TASK DETAILS: Wherever the word "derive" shows up in the data, report the line it sits in.

Segment Start: DATA SUPPLIED

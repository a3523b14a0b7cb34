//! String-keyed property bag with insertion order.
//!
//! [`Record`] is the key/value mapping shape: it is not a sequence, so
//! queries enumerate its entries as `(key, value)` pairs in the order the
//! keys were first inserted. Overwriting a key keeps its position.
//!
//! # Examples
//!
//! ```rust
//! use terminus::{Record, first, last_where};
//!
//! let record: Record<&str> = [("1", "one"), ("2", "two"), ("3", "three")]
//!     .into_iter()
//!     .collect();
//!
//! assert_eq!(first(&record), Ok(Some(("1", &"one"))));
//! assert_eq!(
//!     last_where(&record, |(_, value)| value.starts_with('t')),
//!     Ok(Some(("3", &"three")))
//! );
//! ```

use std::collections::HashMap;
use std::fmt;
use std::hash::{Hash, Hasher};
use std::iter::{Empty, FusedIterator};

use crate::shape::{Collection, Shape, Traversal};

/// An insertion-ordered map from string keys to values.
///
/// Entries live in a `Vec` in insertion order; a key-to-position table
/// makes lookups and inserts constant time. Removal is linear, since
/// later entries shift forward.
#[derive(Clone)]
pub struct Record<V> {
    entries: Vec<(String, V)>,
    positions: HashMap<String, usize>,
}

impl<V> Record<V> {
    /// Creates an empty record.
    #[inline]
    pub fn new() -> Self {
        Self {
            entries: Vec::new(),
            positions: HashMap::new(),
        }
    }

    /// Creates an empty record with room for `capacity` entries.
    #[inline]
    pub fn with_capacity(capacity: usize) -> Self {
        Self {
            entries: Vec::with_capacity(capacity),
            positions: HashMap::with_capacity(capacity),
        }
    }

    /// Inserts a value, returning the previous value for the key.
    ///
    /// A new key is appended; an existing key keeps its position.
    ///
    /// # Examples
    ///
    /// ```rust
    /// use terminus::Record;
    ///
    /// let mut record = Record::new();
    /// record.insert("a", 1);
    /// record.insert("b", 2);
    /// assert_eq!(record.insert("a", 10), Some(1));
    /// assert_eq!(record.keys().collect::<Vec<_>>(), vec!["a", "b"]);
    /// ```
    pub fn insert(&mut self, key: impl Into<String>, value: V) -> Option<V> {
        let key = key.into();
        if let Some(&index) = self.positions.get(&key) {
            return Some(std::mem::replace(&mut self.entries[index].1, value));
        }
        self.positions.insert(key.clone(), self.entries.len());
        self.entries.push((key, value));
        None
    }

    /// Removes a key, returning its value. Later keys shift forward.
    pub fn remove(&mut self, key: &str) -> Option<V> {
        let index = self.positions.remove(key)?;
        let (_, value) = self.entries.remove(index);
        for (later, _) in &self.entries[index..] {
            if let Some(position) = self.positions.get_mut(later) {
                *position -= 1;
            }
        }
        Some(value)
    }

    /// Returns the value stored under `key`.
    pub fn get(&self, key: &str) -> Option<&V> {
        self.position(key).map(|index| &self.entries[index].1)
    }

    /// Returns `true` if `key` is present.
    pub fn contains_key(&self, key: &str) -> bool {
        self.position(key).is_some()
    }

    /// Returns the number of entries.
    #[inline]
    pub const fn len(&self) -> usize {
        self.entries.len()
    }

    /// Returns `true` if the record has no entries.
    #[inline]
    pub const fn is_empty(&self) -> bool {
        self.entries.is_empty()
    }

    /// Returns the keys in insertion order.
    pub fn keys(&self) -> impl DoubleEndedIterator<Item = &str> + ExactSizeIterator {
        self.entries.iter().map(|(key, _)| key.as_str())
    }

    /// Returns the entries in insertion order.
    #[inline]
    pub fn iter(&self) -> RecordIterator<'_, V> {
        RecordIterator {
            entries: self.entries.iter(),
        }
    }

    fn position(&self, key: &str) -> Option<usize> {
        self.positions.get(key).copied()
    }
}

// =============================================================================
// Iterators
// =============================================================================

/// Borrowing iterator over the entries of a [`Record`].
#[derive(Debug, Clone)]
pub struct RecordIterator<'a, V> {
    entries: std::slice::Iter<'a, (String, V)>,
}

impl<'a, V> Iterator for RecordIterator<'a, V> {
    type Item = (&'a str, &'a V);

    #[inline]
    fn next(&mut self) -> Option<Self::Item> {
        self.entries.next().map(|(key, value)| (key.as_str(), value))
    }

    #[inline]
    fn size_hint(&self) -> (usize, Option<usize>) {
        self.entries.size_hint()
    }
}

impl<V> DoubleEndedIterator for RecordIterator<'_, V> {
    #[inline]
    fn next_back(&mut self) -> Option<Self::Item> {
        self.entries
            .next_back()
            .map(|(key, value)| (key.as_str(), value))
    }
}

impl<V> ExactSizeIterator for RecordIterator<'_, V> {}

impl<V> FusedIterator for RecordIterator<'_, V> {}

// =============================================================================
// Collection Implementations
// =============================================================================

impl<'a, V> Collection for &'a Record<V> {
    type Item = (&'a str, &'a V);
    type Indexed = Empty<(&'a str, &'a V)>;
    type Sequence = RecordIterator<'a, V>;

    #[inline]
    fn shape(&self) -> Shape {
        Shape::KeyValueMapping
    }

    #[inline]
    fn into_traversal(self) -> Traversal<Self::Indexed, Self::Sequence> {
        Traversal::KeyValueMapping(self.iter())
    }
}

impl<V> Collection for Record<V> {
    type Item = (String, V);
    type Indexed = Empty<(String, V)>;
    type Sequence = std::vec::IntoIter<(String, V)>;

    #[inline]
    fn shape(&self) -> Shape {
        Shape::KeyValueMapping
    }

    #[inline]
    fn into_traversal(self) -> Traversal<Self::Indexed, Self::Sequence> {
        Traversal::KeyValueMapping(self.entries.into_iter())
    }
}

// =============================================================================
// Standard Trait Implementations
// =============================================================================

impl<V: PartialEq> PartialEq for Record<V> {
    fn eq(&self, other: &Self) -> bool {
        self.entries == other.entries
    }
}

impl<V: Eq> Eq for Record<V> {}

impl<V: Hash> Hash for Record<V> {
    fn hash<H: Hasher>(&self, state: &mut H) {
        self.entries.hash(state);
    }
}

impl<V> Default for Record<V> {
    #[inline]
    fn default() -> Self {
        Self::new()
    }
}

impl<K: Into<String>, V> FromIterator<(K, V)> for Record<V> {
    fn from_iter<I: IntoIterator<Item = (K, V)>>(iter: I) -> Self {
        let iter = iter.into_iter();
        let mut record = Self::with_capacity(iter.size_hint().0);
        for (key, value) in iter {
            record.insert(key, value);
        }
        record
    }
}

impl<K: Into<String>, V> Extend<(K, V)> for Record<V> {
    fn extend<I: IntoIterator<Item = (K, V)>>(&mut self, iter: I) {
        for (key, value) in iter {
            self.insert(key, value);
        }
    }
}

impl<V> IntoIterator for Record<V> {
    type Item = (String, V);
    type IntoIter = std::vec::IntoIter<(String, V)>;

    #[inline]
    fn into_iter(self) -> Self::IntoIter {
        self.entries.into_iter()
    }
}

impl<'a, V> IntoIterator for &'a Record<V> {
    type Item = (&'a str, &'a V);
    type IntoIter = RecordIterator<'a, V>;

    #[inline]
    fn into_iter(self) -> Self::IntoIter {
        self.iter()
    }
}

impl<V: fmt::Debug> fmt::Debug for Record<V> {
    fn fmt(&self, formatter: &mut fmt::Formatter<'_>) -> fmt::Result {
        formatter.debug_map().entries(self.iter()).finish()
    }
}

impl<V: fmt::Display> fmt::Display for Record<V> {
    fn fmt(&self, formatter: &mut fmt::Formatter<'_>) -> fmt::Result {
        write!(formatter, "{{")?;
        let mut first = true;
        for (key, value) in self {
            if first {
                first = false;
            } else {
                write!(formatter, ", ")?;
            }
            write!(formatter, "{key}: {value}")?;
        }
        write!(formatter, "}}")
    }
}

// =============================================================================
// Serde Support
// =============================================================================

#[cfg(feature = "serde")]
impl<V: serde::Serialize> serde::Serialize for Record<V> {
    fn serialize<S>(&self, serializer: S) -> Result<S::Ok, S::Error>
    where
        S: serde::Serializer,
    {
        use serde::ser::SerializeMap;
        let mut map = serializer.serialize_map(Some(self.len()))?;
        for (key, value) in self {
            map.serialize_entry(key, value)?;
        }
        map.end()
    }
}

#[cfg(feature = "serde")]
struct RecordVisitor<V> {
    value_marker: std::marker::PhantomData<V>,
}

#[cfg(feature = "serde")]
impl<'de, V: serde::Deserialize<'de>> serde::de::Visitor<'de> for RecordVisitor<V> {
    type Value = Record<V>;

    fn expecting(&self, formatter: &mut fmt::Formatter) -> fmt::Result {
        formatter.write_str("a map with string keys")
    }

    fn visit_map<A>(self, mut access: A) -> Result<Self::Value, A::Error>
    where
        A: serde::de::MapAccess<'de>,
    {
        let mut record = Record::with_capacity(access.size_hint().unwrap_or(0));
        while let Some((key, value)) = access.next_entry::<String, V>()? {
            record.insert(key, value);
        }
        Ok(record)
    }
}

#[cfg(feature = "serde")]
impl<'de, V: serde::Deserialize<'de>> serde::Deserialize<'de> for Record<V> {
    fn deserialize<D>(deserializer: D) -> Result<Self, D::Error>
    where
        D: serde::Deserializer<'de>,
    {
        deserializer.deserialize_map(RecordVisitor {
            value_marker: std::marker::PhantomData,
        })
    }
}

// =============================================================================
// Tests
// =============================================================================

Segment End: DATA SUPPLIED
Segment Start: DATA SUPPLIED

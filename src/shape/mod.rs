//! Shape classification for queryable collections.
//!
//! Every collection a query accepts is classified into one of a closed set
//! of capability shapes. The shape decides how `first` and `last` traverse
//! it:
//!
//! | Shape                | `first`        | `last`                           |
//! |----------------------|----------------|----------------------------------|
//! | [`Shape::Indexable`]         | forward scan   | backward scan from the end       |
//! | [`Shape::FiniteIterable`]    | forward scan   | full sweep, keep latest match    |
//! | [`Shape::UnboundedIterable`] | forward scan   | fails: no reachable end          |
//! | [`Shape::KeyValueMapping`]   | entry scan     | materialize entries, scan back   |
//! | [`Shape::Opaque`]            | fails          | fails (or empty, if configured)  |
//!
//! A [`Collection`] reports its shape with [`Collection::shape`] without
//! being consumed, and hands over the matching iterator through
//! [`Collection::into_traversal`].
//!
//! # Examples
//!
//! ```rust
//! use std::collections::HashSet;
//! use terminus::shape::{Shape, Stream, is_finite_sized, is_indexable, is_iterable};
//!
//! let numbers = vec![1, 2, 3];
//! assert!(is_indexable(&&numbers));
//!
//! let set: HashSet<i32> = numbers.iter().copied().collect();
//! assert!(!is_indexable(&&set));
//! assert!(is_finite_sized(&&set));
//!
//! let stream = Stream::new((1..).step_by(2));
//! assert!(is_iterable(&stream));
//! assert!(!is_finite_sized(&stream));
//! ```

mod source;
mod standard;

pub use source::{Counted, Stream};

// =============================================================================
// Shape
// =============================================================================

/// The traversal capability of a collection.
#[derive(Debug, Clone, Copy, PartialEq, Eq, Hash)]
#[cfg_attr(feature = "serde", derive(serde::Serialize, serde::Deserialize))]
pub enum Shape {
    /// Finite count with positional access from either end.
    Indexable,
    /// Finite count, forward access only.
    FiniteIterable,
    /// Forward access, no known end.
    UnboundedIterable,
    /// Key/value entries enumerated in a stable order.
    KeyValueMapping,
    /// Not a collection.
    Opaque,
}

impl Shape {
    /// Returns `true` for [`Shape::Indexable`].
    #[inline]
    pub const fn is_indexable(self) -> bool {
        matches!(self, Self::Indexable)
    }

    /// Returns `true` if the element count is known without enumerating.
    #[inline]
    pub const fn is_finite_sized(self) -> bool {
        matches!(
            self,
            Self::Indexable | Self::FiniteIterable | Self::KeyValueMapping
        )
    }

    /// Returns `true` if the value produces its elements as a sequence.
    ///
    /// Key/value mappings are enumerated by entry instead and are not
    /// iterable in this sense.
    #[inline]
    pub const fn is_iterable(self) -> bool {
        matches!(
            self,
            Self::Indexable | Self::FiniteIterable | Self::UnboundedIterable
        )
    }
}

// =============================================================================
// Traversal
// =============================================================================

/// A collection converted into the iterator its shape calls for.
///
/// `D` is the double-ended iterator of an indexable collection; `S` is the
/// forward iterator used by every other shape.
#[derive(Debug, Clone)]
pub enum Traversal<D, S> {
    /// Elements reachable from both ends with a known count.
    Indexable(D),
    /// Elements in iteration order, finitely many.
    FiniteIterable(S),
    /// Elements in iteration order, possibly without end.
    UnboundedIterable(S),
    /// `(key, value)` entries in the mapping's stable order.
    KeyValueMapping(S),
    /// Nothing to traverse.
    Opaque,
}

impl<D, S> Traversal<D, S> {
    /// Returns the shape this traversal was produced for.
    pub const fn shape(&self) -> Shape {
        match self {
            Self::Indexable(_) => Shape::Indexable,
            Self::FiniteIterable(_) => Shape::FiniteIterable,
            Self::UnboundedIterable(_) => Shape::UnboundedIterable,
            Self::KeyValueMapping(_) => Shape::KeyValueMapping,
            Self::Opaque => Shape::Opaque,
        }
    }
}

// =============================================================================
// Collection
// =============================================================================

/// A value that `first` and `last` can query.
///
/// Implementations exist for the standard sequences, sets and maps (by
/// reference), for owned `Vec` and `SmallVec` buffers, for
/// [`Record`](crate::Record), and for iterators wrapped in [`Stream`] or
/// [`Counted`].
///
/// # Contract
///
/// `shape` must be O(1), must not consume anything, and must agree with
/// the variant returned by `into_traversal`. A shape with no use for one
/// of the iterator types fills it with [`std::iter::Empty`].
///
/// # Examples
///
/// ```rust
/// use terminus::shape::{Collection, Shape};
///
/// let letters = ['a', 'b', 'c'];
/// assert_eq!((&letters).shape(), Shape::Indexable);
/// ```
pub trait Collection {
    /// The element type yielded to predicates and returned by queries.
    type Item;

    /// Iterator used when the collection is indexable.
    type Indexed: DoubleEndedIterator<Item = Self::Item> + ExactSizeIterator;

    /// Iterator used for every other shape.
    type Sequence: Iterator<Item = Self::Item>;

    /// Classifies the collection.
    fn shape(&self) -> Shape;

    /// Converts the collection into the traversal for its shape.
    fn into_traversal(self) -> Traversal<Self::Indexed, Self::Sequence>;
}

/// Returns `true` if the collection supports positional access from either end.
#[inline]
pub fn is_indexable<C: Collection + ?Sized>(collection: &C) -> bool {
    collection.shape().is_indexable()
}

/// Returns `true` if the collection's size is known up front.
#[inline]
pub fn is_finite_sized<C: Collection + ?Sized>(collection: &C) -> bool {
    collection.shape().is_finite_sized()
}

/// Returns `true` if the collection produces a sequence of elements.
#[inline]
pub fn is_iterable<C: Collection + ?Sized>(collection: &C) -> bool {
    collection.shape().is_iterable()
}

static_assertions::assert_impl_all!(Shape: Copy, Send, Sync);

Segment End: DATA SUPPLIED

ANSWER TO THIS TASK:
#[derive(Clone)]
#[derive(Debug, Clone)]
#[derive(Debug, Clone, Copy, PartialEq, Eq, Hash)]
#[cfg_attr(feature = "serde", derive(serde::Serialize, serde::Deserialize))]
#[derive(Debug, Clone)]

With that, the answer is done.